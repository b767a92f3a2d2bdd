//! Result type alias for the exporter

use super::errors::ExportError;

/// Result type alias for exporter operations
///
/// # Examples
///
/// ```
/// use apix_export::domain::result::Result;
/// use apix_export::domain::errors::ExportError;
///
/// fn failing_function() -> Result<()> {
///     Err(ExportError::Validation("Invalid input".to_string()))
/// }
/// ```
pub type Result<T> = std::result::Result<T, ExportError>;
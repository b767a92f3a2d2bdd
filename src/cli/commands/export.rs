//! Export command implementation
//!
//! This module implements the `export` command, which runs the export loop until a
//! shutdown signal arrives.

use crate::config::load_config;
use crate::core::export::{ExportSummary, Exporter};
use crate::core::state::ExportCursor;
use crate::logging::ConsoleStatus;
use chrono::{DateTime, Utc};
use clap::Args;
use std::sync::Arc;
use tokio::sync::watch;

/// Arguments for the export command
#[derive(Args, Debug)]
pub struct ExportArgs {
    /// Export records modified after this instant (RFC 3339); overrides `export.from`
    #[arg(long, value_name = "RFC3339")]
    pub from: Option<DateTime<Utc>>,

    /// Run a single iteration and exit
    #[arg(long)]
    pub once: bool,
}

impl ExportArgs {
    /// Execute the export command
    pub async fn execute(
        &self,
        config_path: &str,
        shutdown_signal: watch::Receiver<bool>,
    ) -> anyhow::Result<i32> {
        tracing::info!("Starting export command");

        let config = match load_config(config_path) {
            Ok(c) => c,
            Err(e) => {
                tracing::error!(error = %e, "Failed to load configuration");
                eprintln!("Configuration error: {e}");
                return Ok(2); // Configuration error exit code
            }
        };

        let cursor = ExportCursor::from_option(self.from.or(config.export.from));

        let mut exporter = match Exporter::from_config(
            &config,
            cursor,
            Arc::new(ConsoleStatus),
            shutdown_signal,
        )
        .await
        {
            Ok(e) => e,
            Err(e) => {
                tracing::error!(error = %e, "Failed to initialize exporter");
                eprintln!("Failed to initialize export: {e}");
                return Ok(4); // Connection error exit code
            }
        };

        let summary = if self.once {
            let mut summary = ExportSummary::new();
            exporter.run_once(&mut summary).await;
            summary.log_summary();
            summary
        } else {
            exporter.run().await
        };

        println!();
        println!("Export Summary:");
        println!("  Iterations: {}", summary.iterations);
        println!("  Batches: {}", summary.batches);
        println!("  Successful: {}", summary.successful_exports);
        println!("  Failed: {}", summary.failed_exports);
        println!("  Aborted batches: {}", summary.aborted_batches);
        println!("  Cursor: {}", ExportCursor::from_option(summary.cursor).describe());
        println!("  Duration: {:.2}s", summary.duration.as_secs_f64());

        // Failed records are flagged and retried by the next run, so only a one-shot
        // run reports them in its exit code
        if self.once && !summary.is_successful() {
            return Ok(1);
        }
        Ok(0)
    }
}
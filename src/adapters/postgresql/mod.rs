//! PostgreSQL primary store integration
//!
//! The catalog's records live in a single PostgreSQL table. This module selects
//! export batches from it and performs version-checked bookkeeping writes.

pub mod client;
pub mod models;
pub mod queries;
pub mod store;

pub use client::PostgreSQLClient;
pub use store::PostgresRecordStore;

....

What this task involves → The expected result is every line from the material above that includes "type".

Solution →
//! Result type alias for the exporter
/// Result type alias for exporter operations
pub type Result<T> = std::result::Result<T, ExportError>;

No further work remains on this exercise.